> Exercise details
Copy each line of the data below, character for character.

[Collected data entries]
_ _ _
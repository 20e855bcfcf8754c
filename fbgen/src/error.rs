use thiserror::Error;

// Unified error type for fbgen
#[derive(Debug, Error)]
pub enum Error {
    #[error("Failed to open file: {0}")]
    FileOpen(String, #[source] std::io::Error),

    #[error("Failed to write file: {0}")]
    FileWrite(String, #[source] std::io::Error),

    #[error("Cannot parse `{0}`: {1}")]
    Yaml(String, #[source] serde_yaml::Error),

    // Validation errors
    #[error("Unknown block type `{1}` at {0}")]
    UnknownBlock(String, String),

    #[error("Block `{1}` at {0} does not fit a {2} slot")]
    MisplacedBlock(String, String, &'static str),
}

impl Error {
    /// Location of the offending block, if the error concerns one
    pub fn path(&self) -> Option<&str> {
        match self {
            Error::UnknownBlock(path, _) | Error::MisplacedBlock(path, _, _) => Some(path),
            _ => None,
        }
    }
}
_ _ _
> Problem solution
repository 20e855bcfcf8754c
filename fbgen/src/error.rs
use thiserror::Error;

// Unified error type for fbgen
#[derive(Debug, Error)]
pub enum Error {
    #[error("Failed to open file: {0}")]
    FileOpen(String, #[source] std::io::Error),

    #[error("Failed to write file: {0}")]
    FileWrite(String, #[source] std::io::Error),

    #[error("Cannot parse `{0}`: {1}")]
    Yaml(String, #[source] serde_yaml::Error),

    // Validation errors
    #[error("Unknown block type `{1}` at {0}")]
    UnknownBlock(String, String),

    #[error("Block `{1}` at {0} does not fit a {2} slot")]
    MisplacedBlock(String, String, &'static str),
}

impl Error {
    /// Location of the offending block, if the error concerns one
    pub fn path(&self) -> Option<&str> {
        match self {
            Error::UnknownBlock(path, _) | Error::MisplacedBlock(path, _, _) => Some(path),
            _ => None,
        }
    }
}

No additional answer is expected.